## Assigned task
Return the lines exactly as they stand, from the first of the material through the line containing "let mut recs = Vec::new();".

## Entries supplied
use crate::{Error, Result};
use osprey_core::outcome::{AnalyzerData, AnalyzerKey, AuditResults};
use osprey_core::report::{Effort, Recommendation, Severity};
use serde_json::Value;

const MAX_RECOMMENDATIONS: usize = 10;

/// Derive prioritized recommendations from the aggregated results.
///
/// Category rules run in a fixed order; the final sort by priority rank is
/// stable, so ties keep their emission order. Missing or failed sub-maps
/// contribute nothing.
pub fn recommend(results: &AuditResults) -> Result<Vec<Recommendation>> {
    let mut recs = Vec::new();

    if let Some(data) = results.data(AnalyzerKey::Security) {
        let https = flag(data, "https", AnalyzerKey::Security)?.unwrap_or(true);
        if !https {
            recs.push(rec(
                Severity::Critical,
                AnalyzerKey::Security,
                "Site is served over plain HTTP",
                "Protects visitors and removes browser security warnings",
                "Provision a TLS certificate and redirect all HTTP traffic to HTTPS",
                Effort::Hours(4),
            ));
        }
        if https && !flag(data, "hsts", AnalyzerKey::Security)?.unwrap_or(true) {
            recs.push(rec(
                Severity::Low,
                AnalyzerKey::Security,
                "No Strict-Transport-Security header",
                "Stops downgrade attacks on returning visitors",
                "Send an HSTS header with a max-age of at least six months",
                Effort::Minutes(30),
            ));
        }
    }

    if let Some(data) = results.data(AnalyzerKey::Mobile) {
        if !flag(data, "viewport", AnalyzerKey::Mobile)?.unwrap_or(true) {
            recs.push(rec(
                Severity::Critical,
                AnalyzerKey::Mobile,
                "No responsive viewport meta tag",
                "Mobile visitors currently see a desktop layout",
                "Add a viewport meta tag and audit layouts at phone widths",
                Effort::Hours(8),
            ));
        }
    }

    if let Some(data) = results.data(AnalyzerKey::Performance) {
        if !flag(data, "compressed", AnalyzerKey::Performance)?.unwrap_or(true) {
            recs.push(rec(
                Severity::High,
                AnalyzerKey::Performance,
                "Responses are not compressed",
                "Cuts transfer size for every page view",
                "Enable gzip or brotli compression at the edge or web server",
                Effort::Hours(1),
            ));
        }
        if number(data, "load_time_ms", AnalyzerKey::Performance)?.unwrap_or(0.0) > 3_000.0 {
            recs.push(rec(
                Severity::High,
                AnalyzerKey::Performance,
                "Homepage takes more than three seconds to load",
                "Load time is a direct conversion and ranking factor",
                "Profile the critical path and defer non-essential assets",
                Effort::Days(2),
            ));
        }
    }

    if let Some(data) = results.data(AnalyzerKey::Seo) {
        if number(data, "title_length", AnalyzerKey::Seo)?.unwrap_or(1.0) == 0.0 {
            recs.push(rec(
                Severity::High,
                AnalyzerKey::Seo,
                "Homepage has no title tag",
                "The title is the single strongest on-page ranking signal",
                "Write a descriptive title of 10 to 60 characters",
                Effort::Hours(1),
            ));
        }
        if !flag(data, "meta_description", AnalyzerKey::Seo)?.unwrap_or(true) {
            recs.push(rec(
                Severity::High,
                AnalyzerKey::Seo,
                "Missing meta description",
                "Search snippets fall back to arbitrary page text",
                "Add a meta description summarizing the offer in under 160 characters",
                Effort::Hours(2),
            ));
        }
        if !flag(data, "canonical", AnalyzerKey::Seo)?.unwrap_or(true) {
            recs.push(rec(
                Severity::Low,
                AnalyzerKey::Seo,
                "No canonical link element",
                "Prevents duplicate-content dilution across URL variants",
                "Emit a canonical link on every indexable page",
                Effort::Minutes(30),
            ));
        }
    }

    if let Some(data) = results.data(AnalyzerKey::Conversion) {
        if number(data, "cta_count", AnalyzerKey::Conversion)?.unwrap_or(1.0) == 0.0 {
            recs.push(rec(
                Severity::High,
                AnalyzerKey::Conversion,
                "No call to action above the fold",
                "Visitors have no obvious next step",
                "Add one primary call to action to the homepage hero",
                Effort::Hours(4),
            ));
        }
        if number(data, "form_count", AnalyzerKey::Conversion)?.unwrap_or(1.0) == 0.0 {
            recs.push(rec(
                Severity::Medium,
                AnalyzerKey::Conversion,
                "No lead capture form on the homepage",
                "Interested visitors leave without a contact route",
                "Embed a short contact or signup form",
                Effort::Hours(6),
            ));
        }
    }

    if let Some(data) = results.data(AnalyzerKey::Content) {
        if number(data, "word_count", AnalyzerKey::Content)?.unwrap_or(f64::MAX) < 300.0 {
            recs.push(rec(
                Severity::Medium,
                AnalyzerKey::Content,
                "Thin homepage copy",
                "Pages under 300 words rarely rank for anything",
                "Expand the homepage to cover the core offer and audience",
                Effort::Days(2),
            ));
        }
    }

    if let Some(data) = results.data(AnalyzerKey::Accessibility) {
        if number(data, "images_missing_alt", AnalyzerKey::Accessibility)?.unwrap_or(0.0) > 0.0 {
            recs.push(rec(
                Severity::Low,
                AnalyzerKey::Accessibility,
                "Images without alt text",
                "Screen readers and image search both depend on alt text",
                "Add descriptive alt attributes to every content image",
                Effort::Hours(2),
            ));
        }
    }

    if let Some(data) = results.data(AnalyzerKey::Analytics) {
        if !flag(data, "instrumented", AnalyzerKey::Analytics)?.unwrap_or(true) {
            recs.push(rec(
                Severity::Medium,
                AnalyzerKey::Analytics,
                "No analytics instrumentation detected",
                "Nothing downstream can be measured without it",
                "Install an analytics tag and define baseline conversion events",
                Effort::Hours(1),
            ));
        }
    }

    if let Some(data) = results.data(AnalyzerKey::Social) {
        if number(data, "og_tags", AnalyzerKey::Social)?.unwrap_or(1.0) == 0.0 {
            recs.push(rec(
                Severity::Low,
                AnalyzerKey::Social,
                "No Open Graph tags",
                "Shared links render without image or description",
                "Add og:title, og:description, and og:image to key pages",
                Effort::Hours(1),
            ));
        }
    }

    if let Some(data) = results.data(AnalyzerKey::TrustSignals) {
        if !flag(data, "privacy_policy", AnalyzerKey::TrustSignals)?.unwrap_or(true) {
            recs.push(rec(
                Severity::Medium,
                AnalyzerKey::TrustSignals,
                "No privacy policy linked",
                "A visible policy is both a trust and a compliance baseline",
                "Publish a privacy policy and link it from the footer",
                Effort::Hours(3),
            ));
        }
    }

    if let Some(data) = results.data(AnalyzerKey::Email) {
        if !flag(data, "newsletter_form", AnalyzerKey::Email)?.unwrap_or(true) {
            recs.push(rec(
                Severity::Low,
                AnalyzerKey::Email,
                "No email capture",
                "Repeat visits are left to chance without a list",
                "Add a newsletter signup with a concrete reason to subscribe",
                Effort::Hours(2),
            ));
        }
    }

    // Stable: ties keep category emission order.
    recs.sort_by_key(|r| r.priority.rank());
    recs.truncate(MAX_RECOMMENDATIONS);
    Ok(recs)
}

/// Recommendations cheap enough to act on immediately.
pub fn quick_wins(recs: &[Recommendation]) -> Vec<Recommendation> {
    recs.iter()
        .filter(|r| r.effort.is_quick())
        .cloned()
        .collect()
}

fn rec(
    priority: Severity,
    category: AnalyzerKey,
    issue: &str,
    impact: &str,
    action: &str,
    effort: Effort,
) -> Recommendation {
    Recommendation {
        priority,
        category,
        issue: issue.to_string(),
        impact: impact.to_string(),
        action: action.to_string(),
        effort,
    }
}

fn flag(data: &AnalyzerData, field: &str, key: AnalyzerKey) -> Result<Option<bool>> {
    match data.get(field) {
        None => Ok(None),
        Some(Value::Bool(b)) => Ok(Some(*b)),
        Some(other) => Err(Error::Synthesis(format!(
            "{key} field '{field}' is not a boolean: {other}"
        ))),
    }
}

fn number(data: &AnalyzerData, field: &str, key: AnalyzerKey) -> Result<Option<f64>> {
    crate::metrics::scalar(data, field, key)
}
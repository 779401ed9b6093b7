use crate::{Error, Result};
use serde::{Deserialize, Serialize};
use std::fmt;

/// Normalized audit target: a bare registrable domain.
///
/// Construction strips the scheme, a leading `www.`, any path/query/fragment,
/// and lowercases the rest. A `Target` never changes once an audit run has
/// started; it is the join key for cache entries and audit records.
#[derive(Debug, Clone, PartialEq, Eq, Hash, PartialOrd, Ord, Serialize, Deserialize)]
#[serde(transparent)]
pub struct Target(String);

impl Target {
    /// Parse raw user input into a normalized target.
    pub fn parse(input: &str) -> Result<Self> {
        let trimmed = input.trim().to_lowercase();
        if trimmed.is_empty() {
            return Err(Error::InvalidTarget("empty target".to_string()));
        }

        // Strip scheme if present
        let without_scheme = trimmed
            .strip_prefix("https://")
            .or_else(|| trimmed.strip_prefix("http://"))
            .unwrap_or(&trimmed);

        // Truncate path, query, fragment, port
        let host = without_scheme
            .split(['/', '?', '#'])
            .next()
            .unwrap_or(without_scheme);
        let host = host.split(':').next().unwrap_or(host);

        let host = host.strip_prefix("www.").unwrap_or(host);

        if host.is_empty() {
            return Err(Error::InvalidTarget(format!("no host in '{}'", input)));
        }
        if !host.contains('.') {
            return Err(Error::InvalidTarget(format!(
                "'{}' is not a domain",
                host
            )));
        }
        if !host
            .chars()
            .all(|c| c.is_ascii_alphanumeric() || c == '.' || c == '-')
        {
            return Err(Error::InvalidTarget(format!(
                "invalid characters in '{}'",
                host
            )));
        }

        Ok(Self(host.to_string()))
    }

    pub fn as_str(&self) -> &str {
        &self.0
    }

    /// Root domain via the Public Suffix List, falling back to the last two
    /// labels when the PSL has no answer.
    pub fn root_domain(&self) -> String {
        match psl::domain(self.0.as_bytes()) {
            Some(root) => String::from_utf8_lossy(root.as_bytes()).to_string(),
            None => {
                let parts: Vec<&str> = self.0.split('.').collect();
                if parts.len() >= 2 {
                    format!("{}.{}", parts[parts.len() - 2], parts[parts.len() - 1])
                } else {
                    self.0.clone()
                }
            }
        }
    }
}

impl fmt::Display for Target {
    fn fmt(&self, f: &mut fmt::Formatter<'_>) -> fmt::Result {
        write!(f, "{}", self.0)
    }
}
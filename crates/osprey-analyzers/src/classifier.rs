use crate::fetch::PageFetcher;
use crate::units::visible_text;
use async_trait::async_trait;
use osprey_core::Target;
use osprey_core::analyzer::{Classifier, UnitError};
use osprey_core::benchmarks::Industry;
use osprey_core::cache::TtlCache;
use std::sync::Arc;
use std::time::Duration;

const CLASSIFICATION_TTL: Duration = Duration::from_secs(60 * 60);

/// Classifies a target into an industry by keyword scoring over the
/// homepage copy. Results are cached per target; callers treat any failure
/// as soft and fall back to `Industry::Unknown`.
pub struct IndustryClassifier {
    fetcher: Arc<PageFetcher>,
    cache: TtlCache<Target, Industry>,
}

impl IndustryClassifier {
    pub fn new(fetcher: Arc<PageFetcher>) -> Self {
        Self {
            fetcher,
            cache: TtlCache::new(),
        }
    }

    /// Pure classification over page text.
    pub fn classify_text(text: &str) -> Industry {
        let lower = text.to_lowercase();
        let score = |needles: &[&str]| -> usize {
            needles.iter().map(|n| lower.matches(n).count()).sum()
        };

        let candidates = [
            (
                Industry::Ecommerce,
                score(&["add to cart", "checkout", "free shipping", "shop now", "our products"]),
            ),
            (
                Industry::Saas,
                score(&["free trial", "pricing", "api", "dashboard", "integrations"]),
            ),
            (
                Industry::Media,
                score(&["breaking news", "latest news", "editorial", "subscribe to read", "articles"]),
            ),
            (
                Industry::Finance,
                score(&["banking", "loans", "interest rate", "investment", "insurance"]),
            ),
            (
                Industry::Healthcare,
                score(&["patients", "clinic", "appointment", "medical", "doctors"]),
            ),
            (
                Industry::Education,
                score(&["courses", "students", "curriculum", "enroll", "tuition"]),
            ),
            (
                Industry::LocalServices,
                score(&["call us today", "free estimate", "our service area", "licensed and insured"]),
            ),
        ];

        candidates
            .into_iter()
            .filter(|(_, score)| *score >= 2)
            .max_by_key(|(_, score)| *score)
            .map(|(industry, _)| industry)
            .unwrap_or(Industry::Unknown)
    }
}

#[async_trait]
impl Classifier for IndustryClassifier {
    async fn classify(&self, target: &Target) -> Result<Industry, UnitError> {
        if let Some(cached) = self.cache.get(target) {
            tracing::debug!("Industry for {} served from cache", target);
            return Ok(cached);
        }

        let page = self
            .fetcher
            .fetch(target)
            .await
            .map_err(UnitError::connection)?;
        let industry = Self::classify_text(&visible_text(&page.body));
        tracing::info!("Classified {} as {}", target, industry);

        self.cache
            .insert(target.clone(), industry, CLASSIFICATION_TTL);
        Ok(industry)
    }
}

#[cfg(test)]
mod tests {
    use super::*;

    #[test]
    fn test_classify_text_picks_dominant_vertical() {
        let text = "Shop now for deals. Add to cart. Free shipping on orders. Checkout securely.";
        assert_eq!(
            IndustryClassifier::classify_text(text),
            Industry::Ecommerce
        );
    }

    #[test]
    fn test_classify_text_requires_enough_signal() {
        assert_eq!(
            IndustryClassifier::classify_text("a page about nothing in particular"),
            Industry::Unknown
        );
        // a single weak hit is not enough
        assert_eq!(
            IndustryClassifier::classify_text("see our pricing"),
            Industry::Unknown
        );
    }

    #[test]
    fn test_classify_text_saas() {
        let text = "Start your free trial. Explore the API and integrations. Simple pricing.";
        assert_eq!(IndustryClassifier::classify_text(text), Industry::Saas);
    }
}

## Final answer
use crate::{Error, Result};
use osprey_core::outcome::{AnalyzerData, AnalyzerKey, AuditResults};
use osprey_core::report::{Effort, Recommendation, Severity};
use serde_json::Value;

const MAX_RECOMMENDATIONS: usize = 10;

/// Derive prioritized recommendations from the aggregated results.
///
/// Category rules run in a fixed order; the final sort by priority rank is
/// stable, so ties keep their emission order. Missing or failed sub-maps
/// contribute nothing.
pub fn recommend(results: &AuditResults) -> Result<Vec<Recommendation>> {
    let mut recs = Vec::new();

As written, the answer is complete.